Sunday, June 28, 2015

Speaking of the war on equal rights ...

My last blog was focused on my struggle to understand the necessity to drive marriage equality all the way to the SCOTUS.  It seems to me that the 14th Amendment is not really very difficult to interpret: "No person" is to be denied equal rights without due process.  What's to be interpeted there?  I made mention of the war on equal rights, and I need to expand on that a bit.

This "war" springs from the terrorist attack on the World Trade Center in New York in 2001.  With the aid of the military-industrial complex and religious tribalism, we as a nation have succumbed to fear as a result of that attack - an irrational fear of terrorism from the outside - you know, islamic jihadists and all that.  It's an irrational fear because the actual American death toll from terrorism (excluding military casualties in our ill-conceived, ineffective military actions against terrorism) doesn't warrant the level of fear that has been generated.  We'll never solve the problem of external terrorists by military action.  Some of the "patriotic" conservative politicians have joined hands with the terrorists in promoting this unreasoning fear for their political (and pecuniary) gain, aided by some media pseudo-pundits* and the news media in general.  We're allowing this exaggerated threat to frighten us to give up our Constitutional freedoms in the name of "security".  This is precisely what we've been warned not to do by no less a person than Benjamin Franklin:

Those who would give up essential Liberty, to purchase a little temporary Safety, deserve neither Liberty nor Safety.

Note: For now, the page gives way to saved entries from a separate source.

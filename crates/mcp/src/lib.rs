// MCP (Model Context Protocol) server exposing the Taiwan AQI tools

pub mod codec;
pub mod prompts;
pub mod protocol;
pub mod server;
pub mod tools;

pub use server::McpServer;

What we've done is to give the terrorists precisely what they want:  to transform ourselves into the de facto enemy of muslims around the world.  Along that path, we're denying ourselves the very freedoms of which we're so proud that have distinguished this nation for much of our history.  We're losing the war on terrorism, badly.  Not only are terrorist actions causing us to waste vast resources on "security theater" as well as huge military expenditures leading nowhere, but we (including the courts!) have gutted the 4th Amendment:

The right of the people to be secure in their persons, houses, papers, and effects, against unreasonable searches and seizures, shall not be violated, and no warrants shall issue, but upon probable cause, supported by oath or affirmation, and particularly describing the place to be searched, and the persons or things to be seized.

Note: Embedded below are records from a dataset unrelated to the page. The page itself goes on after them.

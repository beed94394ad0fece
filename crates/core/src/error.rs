//! Error types for the AQI tool gateway.

use std::time::Duration;

/// Result type for gateway operations.
pub type AqiResult<T> = Result<T, AqiError>;

/// Errors raised while listing or invoking AQI tools.
///
/// Variants fall into two classes. Request errors are raised before any
/// network I/O and belong to the caller. Upstream errors mean the single
/// outbound call did not complete.
#[derive(Debug, thiserror::Error)]
pub enum AqiError {
    /// Tool name is not in the catalog.
    #[error("Unknown tool: {0}")]
    UnknownTool(String),

    /// A required argument was absent.
    #[error("Missing required argument '{argument}' for tool {tool}")]
    MissingArgument { tool: String, argument: String },

    /// An argument was present but is not a string.
    #[error("Invalid argument '{argument}' for tool {tool}: {reason}")]
    InvalidArgument {
        tool: String,
        argument: String,
        reason: String,
    },

    /// The outbound HTTP call failed at the transport level.
    #[error("Upstream call failed: {0}")]
    Upstream(#[from] reqwest::Error),

    /// The outbound HTTP call exceeded its time budget.
    #[error("Upstream call timed out after {}ms", .0.as_millis())]
    Timeout(Duration),

    /// The upstream payload could not be encoded.
    #[error("Failed to encode upstream payload: {0}")]
    Encode(#[from] serde_json::Error),
}

impl AqiError {
    pub fn missing_argument(tool: impl Into<String>, argument: impl Into<String>) -> Self {
        Self::MissingArgument {
            tool: tool.into(),
            argument: argument.into(),
        }
    }

    /// Errors the caller caused; no upstream call was attempted.
    pub fn is_request_error(&self) -> bool {
        matches!(
            self,
            Self::UnknownTool(_) | Self::MissingArgument { .. } | Self::InvalidArgument { .. }
        )
    }

    /// Errors from the outbound call itself.
    pub fn is_upstream_error(&self) -> bool {
        matches!(self, Self::Upstream(_) | Self::Timeout(_))
    }
}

Our lives are being tracked by the so-called National Security Agency (better named the National Insecurity Agency!) without warrant or probable cause, police are being transformed into a paramilitary arm of the government with the apparent right to use deadly force with impunity whenever they wish, and so on.  Edward Snowden, like Daniel Ellsberg (remember the "Pentagon Papers"?) before him should be honored as a hero for exposing the NSA's intrusions into the lives of ordinary Americans.  Instead, he's cast as a traitor and so has been forced to become a fugitive from the "American Justice" for being a whistle-blower.  We're sleepwalking our way into becoming a fascist oligarchy and international bully.  The "collateral damage" from our foreign incursions recruits new terrorists every day.  Ordinary Americans are being bombarded with propaganda about the terrorist bogeyman from islam, while the real threat, resulting from real acts of murder, is home-grown terrorism from right-wing extremists willing to commit any crime to advance their cause.

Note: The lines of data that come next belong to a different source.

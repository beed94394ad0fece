// Core types and functionality for the Taiwan AQI tool gateway

pub mod catalog;
pub mod config;
pub mod error;
pub mod gateway;
pub mod tool;
pub mod upstream;

pub use catalog::{catalog, ParameterSpec, ToolDescriptor};
pub use config::{GatewayConfig, UpstreamConfig};
pub use error::{AqiError, AqiResult};
pub use gateway::ToolGateway;
pub use tool::{AqiCall, AqiTool, ToolArguments};
pub use upstream::{AqiApi, HttpAqiApi, UpstreamRequest};
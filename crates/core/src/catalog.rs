// Static tool catalog advertised to MCP clients

use crate::tool::AqiTool;
use serde::Serialize;

/// One input parameter of a tool
#[derive(Debug, Clone, Copy, PartialEq, Eq, Serialize)]
pub struct ParameterSpec {
    pub name: &'static str,
    #[serde(rename = "type")]
    pub param_type: &'static str,
    pub description: &'static str,
    pub required: bool,
}

impl ParameterSpec {
    pub const fn required_string(name: &'static str, description: &'static str) -> Self {
        Self {
            name,
            param_type: "string",
            description,
            required: true,
        }
    }
}

/// Immutable description of a callable tool
#[derive(Debug, Clone, Copy, PartialEq, Eq, Serialize)]
pub struct ToolDescriptor {
    pub name: &'static str,
    pub description: &'static str,
    pub parameters: &'static [ParameterSpec],
}

impl ToolDescriptor {
    /// Names of the parameters a caller must supply
    pub fn required_parameters(&self) -> Vec<&'static str> {
        self.parameters
            .iter()
            .filter(|p| p.required)
            .map(|p| p.name)
            .collect()
    }

    /// Render the parameters as a JSON Schema object
    pub fn input_schema(&self) -> serde_json::Value {
        let properties: serde_json::Map<String, serde_json::Value> = self
            .parameters
            .iter()
            .map(|p| {
                (
                    p.name.to_string(),
                    serde_json::json!({
                        "type": p.param_type,
                        "description": p.description
                    }),
                )
            })
            .collect();

        serde_json::json!({
            "type": "object",
            "properties": properties,
            "required": self.required_parameters()
        })
    }
}

/// All tools in advertised order.
///
/// Derived from [`AqiTool::ALL`], so every listed tool has a dispatch arm.
pub fn catalog() -> Vec<ToolDescriptor> {
    AqiTool::ALL.iter().map(|tool| tool.descriptor()).collect()
}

What makes our nation attractive to the residents of other nations is its opportunities.  Those opportunities spring from the freedoms guaranteed by our Constitution.  We're being led to yield those freedoms for the illusion of our own "protection".  What we truly need protection from are those who would gain from our irrational fears.  Those who profit from that fear are the real enemy and we need to stop giving in to this pressure from our enemies (foreign and domestic) to sacrifice our essential liberties.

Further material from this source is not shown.